Once you have your key-value capability provider running in your constellation, you can link it to your application components and perform key-value operations. To try this out on your own, you can use an actor that you've already developed or the key value counter example. We're going to run this actor and two capability providers that implement its two contracts, an HTTP Server and the already-launched Cosmonic managed key-value:

KVCounter on a Cosmonic managed host

Starting an Actor

The OCI reference for this actor is wasmcloud.azurecr.io/kvcounter:0.4.0 and will populate in the dropdown when you click Actor+. Next, select Find Host and supply the following criteria, which will select the host running in Cosmonic infrastructure:

PropertyValue
cosmonic_managedtrue

Starting the HTTP Server Provider (wormhole)

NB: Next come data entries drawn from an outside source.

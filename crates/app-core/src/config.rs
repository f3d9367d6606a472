//! Study page configuration
//!
//! The page title, UI locale, and the list of study steps are plain
//! configuration data. They default to the SQRR method and can be
//! overridden from a JSON file.

use crate::study::{default_steps, StudyStep};
use serde::{Deserialize, Serialize};
use std::path::Path;
use thiserror::Error;

/// Errors that can occur while loading configuration
#[derive(Debug, Error)]
pub enum ConfigError {
    /// The file could not be read
    #[error("Failed to read config: {0}")]
    Io(#[from] std::io::Error),

    /// The file is not valid JSON for this schema
    #[error("Failed to parse config: {0}")]
    Parse(#[from] serde_json::Error),

    /// The config parsed but is unusable
    #[error("Invalid config: {0}")]
    Invalid(String),
}

/// Result type for config operations
pub type Result<T> = std::result::Result<T, ConfigError>;

fn default_title() -> String {
    "Leitura utilizando SQRR".to_string()
}

fn default_locale() -> String {
    "en-US".to_string()
}

/// Study page configuration
#[derive(Debug, Clone, PartialEq, Eq, Serialize, Deserialize)]
#[serde(rename_all = "camelCase")]
pub struct StudyConfig {
    /// Page header title
    #[serde(default = "default_title")]
    pub title: String,

    /// Preferred UI locale (BCP 47)
    #[serde(default = "default_locale")]
    pub locale: String,

    /// Study steps in display order
    #[serde(default = "default_steps")]
    pub steps: Vec<StudyStep>,
}

impl Default for StudyConfig {
    fn default() -> Self {
        Self {
            title: default_title(),
            locale: default_locale(),
            steps: default_steps(),
        }
    }
}

impl StudyConfig {
    /// Parse and validate a JSON config
    pub fn from_json_str(json: &str) -> Result<Self> {
        let config: Self = serde_json::from_str(json)?;
        config.validate()?;
        Ok(config)
    }

    /// Load and validate a JSON config file
    pub fn load(path: impl AsRef<Path>) -> Result<Self> {
        let path = path.as_ref();
        let raw = std::fs::read_to_string(path)?;
        let config = Self::from_json_str(&raw)?;
        tracing::info!(path = %path.display(), steps = config.steps.len(), "loaded study config");
        Ok(config)
    }

    /// Check that the config can drive the page
    pub fn validate(&self) -> Result<()> {
        if self.steps.is_empty() {
            return Err(ConfigError::Invalid("at least one step is required".to_string()));
        }

        for (index, step) in self.steps.iter().enumerate() {
            if step.title.trim().is_empty() {
                return Err(ConfigError::Invalid(format!("step {} has an empty title", index)));
            }
            if step.tasks.is_empty() {
                return Err(ConfigError::Invalid(format!(
                    "step '{}' has no tasks",
                    step.title
                )));
            }
        }

        Ok(())
    }
}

Next, you'll want to start the wormhole version of the HTTP Server provider, as shown in the previous dialog. Make sure you change the OCI reference to cosmonic.azurecr.io/httpserver_wormhole:0.5.1. Similar to the previous provider start, you're going to want to find a host on which to launch this provider. This provider must be launched on a Cosmonic host. If you specify cosmonic_managed, true as the criteria for finding a host, any of those hosts will be able to run this provider.

Configuration

At this point, you should have the following running in your constellation:

  • One Cosmonic managed host with:
    • HTTP Server (Wormhole)
    • Key-Value Counter Actor
    • Cosmonic Managed Key-Value

With all of this running, it's time to set link definitions and configure a wormhole.

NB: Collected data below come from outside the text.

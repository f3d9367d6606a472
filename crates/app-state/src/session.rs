//! Study session state
//!
//! A [`StudySession`] is created when the page mounts and dropped when it
//! unmounts. Every change goes through [`StudySession::dispatch`], which is
//! the one place UI events reach the state.

use app_core::config::{ConfigError, StudyConfig};
use app_core::embeds::{EmbedError, EmbedMode};
use app_core::notes::NoteEditor;
use app_core::selector::{EmbedCommand, EmbedSelector};
use app_core::study::{Checklist, StudyStep};
use serde::{Deserialize, Serialize};

/// Session-related errors
#[derive(Debug, thiserror::Error)]
pub enum SessionStateError {
    /// Step index out of range
    #[error("Unknown step: {0}")]
    UnknownStep(usize),

    /// Task index out of range for its step
    #[error("Unknown task {task} in step {step}")]
    UnknownTask {
        /// Step index
        step: usize,
        /// Task index
        task: usize,
    },

    /// Configuration error
    #[error("Config error: {0}")]
    Config(#[from] ConfigError),
}

/// Result type for session state operations
pub type Result<T> = std::result::Result<T, SessionStateError>;

/// Commands a UI can send to the session
#[derive(Debug, Clone, PartialEq, Eq, Serialize, Deserialize)]
#[serde(tag = "type", rename_all = "camelCase")]
pub enum SessionCommand {
    /// Replace the source URL input
    SetUrl {
        /// New URL text
        url: String,
    },
    /// Replace the source text input
    SetText {
        /// New pasted text
        text: String,
    },
    /// Try to embed the current input
    Embed {
        /// Which kind of source to embed
        command: EmbedCommand,
    },
    /// Flip a checklist task
    ToggleTask {
        /// Step index
        step: usize,
        /// Task index within the step
        task: usize,
    },
    /// Append text to a step's note
    AppendNote {
        /// Step index
        step: usize,
        /// Text to append
        text: String,
    },
    /// Clear a step's note
    ClearNote {
        /// Step index
        step: usize,
    },
}

/// What a dispatched command did
#[derive(Debug, Clone, Copy, PartialEq, Eq, Serialize, Deserialize)]
#[serde(tag = "outcome", content = "value", rename_all = "camelCase")]
pub enum CommandOutcome {
    /// Input or note text changed
    Updated,
    /// A source was embedded in this mode
    Embedded(EmbedMode),
    /// The embed was rejected; the selector now shows this error
    Rejected(EmbedError),
    /// A task was toggled to this state
    TaskToggled(bool),
}

/// All state behind one open study page
#[derive(Debug, Clone)]
pub struct StudySession {
    config: StudyConfig,
    selector: EmbedSelector,
    checklist: Checklist,
    notes: Vec<NoteEditor>,
}

impl Default for StudySession {
    fn default() -> Self {
        Self::new(StudyConfig::default())
    }
}

impl StudySession {
    /// Create a session with nothing embedded, nothing checked, and empty notes
    pub fn new(config: StudyConfig) -> Self {
        let checklist = Checklist::new(&config.steps);
        let notes = vec![NoteEditor::new(); config.steps.len()];
        Self {
            config,
            selector: EmbedSelector::new(),
            checklist,
            notes,
        }
    }

    /// Create a session from a config, rejecting unusable ones
    pub fn try_new(config: StudyConfig) -> Result<Self> {
        config.validate()?;
        Ok(Self::new(config))
    }

    /// Page configuration
    pub fn config(&self) -> &StudyConfig {
        &self.config
    }

    /// Study steps in display order
    pub fn steps(&self) -> &[StudyStep] {
        &self.config.steps
    }

    /// Source embed state
    pub fn selector(&self) -> &EmbedSelector {
        &self.selector
    }

    /// Task completion state
    pub fn checklist(&self) -> &Checklist {
        &self.checklist
    }

    /// Note for a step
    pub fn note(&self, step: usize) -> Option<&NoteEditor> {
        self.notes.get(step)
    }

    /// Mutable note for a step, for editors that drive the cursor directly
    pub fn note_mut(&mut self, step: usize) -> Result<&mut NoteEditor> {
        self.notes
            .get_mut(step)
            .ok_or(SessionStateError::UnknownStep(step))
    }

    /// Apply a command
    ///
    /// Embed rejections are a normal outcome, not an error: the reason is
    /// stored on the selector for display. Only out-of-range step or task
    /// indices fail.
    pub fn dispatch(&mut self, command: SessionCommand) -> Result<CommandOutcome> {
        tracing::trace!(?command, "dispatch");

        match command {
            SessionCommand::SetUrl { url } => {
                self.selector.set_url(url);
                Ok(CommandOutcome::Updated)
            }
            SessionCommand::SetText { text } => {
                self.selector.set_text(text);
                Ok(CommandOutcome::Updated)
            }
            SessionCommand::Embed { command } => Ok(match self.selector.apply(command) {
                Ok(mode) => CommandOutcome::Embedded(mode),
                Err(error) => CommandOutcome::Rejected(error),
            }),
            SessionCommand::ToggleTask { step, task } => {
                if step >= self.config.steps.len() {
                    return Err(SessionStateError::UnknownStep(step));
                }
                self.checklist
                    .toggle(step, task)
                    .map(CommandOutcome::TaskToggled)
                    .ok_or(SessionStateError::UnknownTask { step, task })
            }
            SessionCommand::AppendNote { step, text } => {
                let note = self.note_mut(step)?;
                let end = note.text().len();
                note.set_cursor(end);
                note.insert_text(&text);
                Ok(CommandOutcome::Updated)
            }
            SessionCommand::ClearNote { step } => {
                self.note_mut(step)?.clear();
                Ok(CommandOutcome::Updated)
            }
        }
    }
}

Using the link definitions section of the user guide as a reference, you will want to create the following link definitions:

  • Key Value Counter -> HTTP Server (Wormhole) provider. No values need to be supplied.
  • Key Value Counter -> Built-in Key-Value (Cosmonic) provider. No values need to be supplied. The only option available is the global field. Setting this field to true indicates that all actors within the same constellation will share the same key space. If you leave this field off or set it to false, each actor (unique by public key) will receive its own private key space.

Creating a Wormhole

Follow the instructions in the user guide to create a new wormhole. The only option for the target actor should be the key value counter actor. This actor shows up in the list of possibilities specifically because it has a link definition bound to the HTTP Server (wormhole) provider. Actors will not appear as possible wormhole targets without that link.

Operations

Now your constellation should contain the following:

  • A key-value counter actor
  • An HTTP Server (wormhole) provider
  • A Cosmonic managed key-value provider
  • An open, unauthenticated wormhole

At this point you can use the Access your wormhole link from the wormhole detail panel (click the wormhole in your constellation's logic view). Add a counter name to the end of the URL like demo. For example, accessing the "quiet sound" wormhole (https://quiet-sound-9976.cosmonic.app/testing), we see the JSON output from the counter (your wormhole URL will be different):

{"counter": 22}
Open Beta

During the open beta, your key-value storage for this provider will be limited to 128MB. This provider automatically scales with Cosmonic, so in future releases, it can be upgraded to support broad, distributed replication, automated backups, redundancy, etc.